Os fiscais do Ministério do Trabalho visitaram uma das
salas de curso, no quarto dia do início do treinamento,
e constataram que ainda não havia sido distribuído
o material didático. Denunciaram o fato à Secretaria
de Planejamento do Estado de Pernambuco, que solicitou explicações.
O Cenap respondeu à secretaria, explicando que a ausência
naquele dia do material didático devia-se ao fato de ter
sido adotado o procedimento de só distribuir apostilas
no quinto dia do curso, pois algumas pessoas se inscreviam, pegavam
a apostila e não compareciam mais. Os documentos de defesa
foram apresentados e ficou comprovado que não havia irregularidades.

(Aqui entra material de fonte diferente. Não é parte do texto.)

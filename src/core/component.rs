use crate::core::signal::SignalKind;

/// The per-tick contract implemented by every generator.
///
/// A component is advanced exactly once per global tick by the engine and
/// never signals another component. Within one `tick` call the counter or
/// phase update happens before the output comparisons, so every signal
/// returned by `signals` reflects the post-update state for that tick.
pub trait TickComponent {
    /// Instance name, unique within an engine.
    fn name(&self) -> &str;

    /// Advance the component by one global tick.
    fn tick(&mut self);

    /// Return counter, phase, and outputs to their documented power-on
    /// values, independent of prior history.
    fn reset(&mut self);

    /// Current value of every named output signal.
    fn signals(&self) -> Vec<(&'static str, SignalKind, bool)>;
}
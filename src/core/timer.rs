//! External timer primitive used by the timer-delegating clock variant.

/// Contract for a one-shot countdown timer.
///
/// `arm(n)` schedules exactly one `fired` notification after exactly `n`
/// further ticks, unless the timer is re-armed first. A re-arm before
/// expiry cancels the pending notification. An implementation that drops
/// or duplicates a notification is an unrecoverable collaborator fault;
/// the clocks built on top of this trait cannot detect or repair it.
pub trait Timer {
    /// Schedule one notification `ticks` ticks from now, cancelling any
    /// pending one. `ticks` must be at least 1.
    fn arm(&mut self, ticks: u64);

    /// Advance the timer by one tick.
    fn tick(&mut self);

    /// True only during the tick in which the armed count expired.
    fn fired(&self) -> bool;
}

/// Reference countdown timer honoring single-notification-per-arm.
#[derive(Debug, Clone, Default)]
pub struct CountdownTimer {
    remaining: Option<u64>,
    fired: bool,
}

impl CountdownTimer {
    pub fn new() -> Self {
        Self {
            remaining: None,
            fired: false,
        }
    }

    /// True while a notification is pending.
    pub fn is_armed(&self) -> bool {
        self.remaining.is_some()
    }
}

impl Timer for CountdownTimer {
    fn arm(&mut self, ticks: u64) {
        debug_assert!(ticks >= 1, "arm count must be at least one tick");
        self.remaining = Some(ticks.max(1));
        self.fired = false;
    }

    fn tick(&mut self) {
        self.fired = false;
        if let Some(remaining) = self.remaining.as_mut() {
            *remaining -= 1;
            if *remaining == 0 {
                self.remaining = None;
                self.fired = true;
            }
        }
    }

    fn fired(&self) -> bool {
        self.fired
    }
}
use crate::core::component::TickComponent;
use crate::core::signal::{Level, SignalKind};
use crate::core::width::{counter_width, width_mask};

/// Two-phase clock with guaranteed dead time.
///
/// A modulo-`PERIOD / 4` counter drives a 2-bit phase index through
/// 0→1→2→3→0. `phase_a` is high only during phase 1 and `phase_b` only
/// during phase 3, so each output carries one quarter-period pulse per
/// cycle and the quarters in between keep both lines low. The period must
/// be a multiple of 4 and at least 8; anything else fails constant
/// evaluation.
#[derive(Debug)]
pub struct TwoPhaseClock<const PERIOD: u32> {
    name: String,
    counter: u32,
    phase: u8,
    phase_a: Level,
    phase_b: Level,
}

impl<const PERIOD: u32> TwoPhaseClock<PERIOD> {
    const PERIOD_OK: () = assert!(
        PERIOD >= 8 && PERIOD % 4 == 0,
        "TwoPhaseClock requires PERIOD >= 8 and PERIOD % 4 == 0"
    );

    pub const QUARTER_PERIOD: u32 = PERIOD / 4;
    pub const COUNTER_WIDTH: u32 = counter_width((Self::QUARTER_PERIOD - 1) as u64);
    pub const COUNTER_MASK: u32 = width_mask(Self::COUNTER_WIDTH) as u32;

    const PHASE_MASK: u8 = 0b11;

    pub fn new(name: impl Into<String>) -> Self {
        let _ = Self::PERIOD_OK;
        Self {
            name: name.into(),
            counter: 0,
            phase: 0,
            phase_a: Level::new(),
            phase_b: Level::new(),
        }
    }

    pub fn counter(&self) -> u32 {
        self.counter
    }

    /// Current 2-bit phase index.
    pub fn phase(&self) -> u8 {
        self.phase
    }

    pub fn phase_a(&self) -> bool {
        self.phase_a.get()
    }

    pub fn phase_b(&self) -> bool {
        self.phase_b.get()
    }
}

impl<const PERIOD: u32> TickComponent for TwoPhaseClock<PERIOD> {
    fn name(&self) -> &str {
        &self.name
    }

    fn tick(&mut self) {
        if self.counter == Self::QUARTER_PERIOD - 1 {
            self.counter = 0;
            self.phase = (self.phase + 1) & Self::PHASE_MASK;
        } else {
            self.counter = (self.counter + 1) & Self::COUNTER_MASK;
        }
        let (a, b) = match self.phase {
            1 => (true, false),
            3 => (false, true),
            _ => (false, false),
        };
        self.phase_a.set(a);
        self.phase_b.set(b);
    }

    fn reset(&mut self) {
        self.counter = 0;
        self.phase = 0;
        self.phase_a.clear();
        self.phase_b.clear();
    }

    fn signals(&self) -> Vec<(&'static str, SignalKind, bool)> {
        vec![
            ("phase_a", SignalKind::Level, self.phase_a.get()),
            ("phase_b", SignalKind::Level, self.phase_b.get()),
        ]
    }
}
use crate::peer::types::{IceCandidate, SessionDescription};
use serde::{Deserialize, Serialize};
use serde_json::Value;

/// Types the relay forwards between peers.
pub const RELAYED_TYPES: [&str; 4] = ["offer", "answer", "ice-candidate", "hangup"];

const KNOWN_TYPES: [&str; 6] = ["myId", "peerCount", "offer", "answer", "ice-candidate", "hangup"];

/// Signaling wire message.
///
/// Outbound peer messages carry `to`; the relay adds `from` when it
/// forwards them, so inbound ones carry both.
#[derive(Serialize, Deserialize, Debug, Clone, PartialEq)]
#[serde(tag = "type")]
pub enum SignalMessage {
    #[serde(rename = "myId")]
    MyId { id: String },

    #[serde(rename = "peerCount")]
    PeerCount { count: u64 },

    #[serde(rename = "offer")]
    Offer {
        #[serde(default)]
        to: String,
        #[serde(default, skip_serializing_if = "Option::is_none")]
        from: Option<String>,
        offer: SessionDescription,
    },

    #[serde(rename = "answer")]
    Answer {
        #[serde(default)]
        to: String,
        #[serde(default, skip_serializing_if = "Option::is_none")]
        from: Option<String>,
        answer: SessionDescription,
    },

    #[serde(rename = "ice-candidate")]
    Candidate {
        #[serde(default)]
        to: String,
        #[serde(default, skip_serializing_if = "Option::is_none")]
        from: Option<String>,
        candidate: IceCandidate,
    },

    #[serde(rename = "hangup")]
    Hangup {
        #[serde(default)]
        to: String,
        #[serde(default, skip_serializing_if = "Option::is_none")]
        from: Option<String>,
    },
}

impl SignalMessage {
    pub fn offer(to: impl Into<String>, offer: SessionDescription) -> Self {
        Self::Offer {
            to: to.into(),
            from: None,
            offer,
        }
    }

    pub fn answer(to: impl Into<String>, answer: SessionDescription) -> Self {
        Self::Answer {
            to: to.into(),
            from: None,
            answer,
        }
    }

    pub fn candidate(to: impl Into<String>, candidate: IceCandidate) -> Self {
        Self::Candidate {
            to: to.into(),
            from: None,
            candidate,
        }
    }

    pub fn hangup(to: impl Into<String>) -> Self {
        Self::Hangup {
            to: to.into(),
            from: None,
        }
    }

    /// Wire `type` tag.
    pub fn kind(&self) -> &'static str {
        match self {
            Self::MyId { .. } => "myId",
            Self::PeerCount { .. } => "peerCount",
            Self::Offer { .. } => "offer",
            Self::Answer { .. } => "answer",
            Self::Candidate { .. } => "ice-candidate",
            Self::Hangup { .. } => "hangup",
        }
    }

    /// Sender id stamped by the relay, if any.
    pub fn sender(&self) -> Option<&str> {
        match self {
            Self::Offer { from, .. }
            | Self::Answer { from, .. }
            | Self::Candidate { from, .. }
            | Self::Hangup { from, .. } => from.as_deref(),
            Self::MyId { .. } | Self::PeerCount { .. } => None,
        }
    }

    pub fn encode(&self) -> Result<String, serde_json::Error> {
        serde_json::to_string(self)
    }

    /// Parses one wire message. Unknown types yield `Ok(None)`.
    pub fn decode(text: &str) -> Result<Option<Self>, serde_json::Error> {
        let value: Value = serde_json::from_str(text)?;
        let known = value
            .get("type")
            .and_then(Value::as_str)
            .is_some_and(|t| KNOWN_TYPES.contains(&t));
        if !known {
            return Ok(None);
        }
        serde_json::from_value(value).map(Some)
    }
}
use crate::session::SessionEvent;
use crate::signaling::message::SignalMessage;
use log::{debug, warn};
use std::sync::atomic::{AtomicU64, AtomicU8, Ordering};
use std::sync::Arc;
use tokio::sync::mpsc;

static NEXT_LINK_ID: AtomicU64 = AtomicU64::new(1);

/// Identity of one signaling connection.
#[derive(Debug, Clone, Copy, PartialEq, Eq, Hash)]
pub struct LinkId(pub u64);

#[derive(Debug, Clone, Copy, PartialEq, Eq)]
pub enum LinkState {
    Connecting,
    Open,
    Closed,
}

impl LinkState {
    fn to_u8(self) -> u8 {
        match self {
            Self::Connecting => 0,
            Self::Open => 1,
            Self::Closed => 2,
        }
    }

    fn from_u8(raw: u8) -> Self {
        match raw {
            0 => Self::Connecting,
            1 => Self::Open,
            _ => Self::Closed,
        }
    }
}

/// Outbound half of a signaling connection, owned by the call session.
///
/// Sends are fire-and-forget: nothing is queued or retried while the link
/// is not open, and each send produces exactly one wire message.
#[derive(Debug)]
pub struct SignalingLink {
    id: LinkId,
    state: Arc<AtomicU8>,
    outbound: mpsc::UnboundedSender<String>,
}

impl SignalingLink {
    /// Creates a link in the `Connecting` state.
    ///
    /// Returns the link, the inbound side that feeds `events`, and the
    /// stream of encoded outbound wire messages for the transport to drain.
    pub fn pair(
        events: mpsc::UnboundedSender<SessionEvent>,
    ) -> (Self, LinkEvents, mpsc::UnboundedReceiver<String>) {
        let id = LinkId(NEXT_LINK_ID.fetch_add(1, Ordering::Relaxed));
        let state = Arc::new(AtomicU8::new(LinkState::Connecting.to_u8()));
        let (outbound, outbound_rx) = mpsc::unbounded_channel();
        let link = Self {
            id,
            state: state.clone(),
            outbound,
        };
        (link, LinkEvents { id, state, events }, outbound_rx)
    }

    pub fn id(&self) -> LinkId {
        self.id
    }

    pub fn state(&self) -> LinkState {
        LinkState::from_u8(self.state.load(Ordering::SeqCst))
    }

    pub fn is_open(&self) -> bool {
        self.state() == LinkState::Open
    }

    pub fn mark_open(&self) {
        self.state.store(LinkState::Open.to_u8(), Ordering::SeqCst);
    }

    /// Sends one message; silently dropped unless the link is open.
    pub fn send(&self, message: &SignalMessage) -> bool {
        if !self.is_open() {
            debug!("Link not open, dropping outbound {}", message.kind());
            return false;
        }
        match message.encode() {
            Ok(text) => {
                debug!("-> {}", message.kind());
                self.outbound.send(text).is_ok()
            }
            Err(e) => {
                warn!("Failed to encode {}: {e}", message.kind());
                false
            }
        }
    }
}

/// Inbound half of a signaling connection, driven by the transport.
pub struct LinkEvents {
    id: LinkId,
    state: Arc<AtomicU8>,
    events: mpsc::UnboundedSender<SessionEvent>,
}

impl LinkEvents {
    /// Decodes one wire message and queues it for the session, keeping
    /// arrival order. Malformed and unknown messages are dropped.
    pub fn deliver(&self, text: &str) {
        match SignalMessage::decode(text) {
            Ok(Some(message)) => {
                debug!("<- {} from {:?}", message.kind(), message.sender());
                let _ = self.events.send(SessionEvent::Inbound(message));
            }
            Ok(None) => debug!("Ignoring signaling message of unknown type"),
            Err(e) => warn!("Invalid signaling message: {e}"),
        }
    }

    /// Marks the link closed and notifies the session. Consumes the inbound
    /// half, so it fires at most once per connection.
    pub fn closed(self) {
        self.state.store(LinkState::Closed.to_u8(), Ordering::SeqCst);
        let _ = self.events.send(SessionEvent::LinkClosed(self.id));
    }
}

Todo o material didático previsto no projeto já
havia sido produzido e foi distribuído normalmente. Informações
completas sobre o projeto e seu desenvolvimento podem ser encontradas
no site do Cenap (www.cenap.org.br),
na parte de informações institucionais.
Mônica
Alves de Oliveira e
Luiz
Carlos de Araújo Filho
Centro
Nordestino de Animação
Popular
Recife,
PE
CORREÇÃO: O arquiteto Gilberto Belleza
é o presidente da seção de São Paulo
do Instituto de Arquitetos do Brasil (Guia, 17 de janeiro).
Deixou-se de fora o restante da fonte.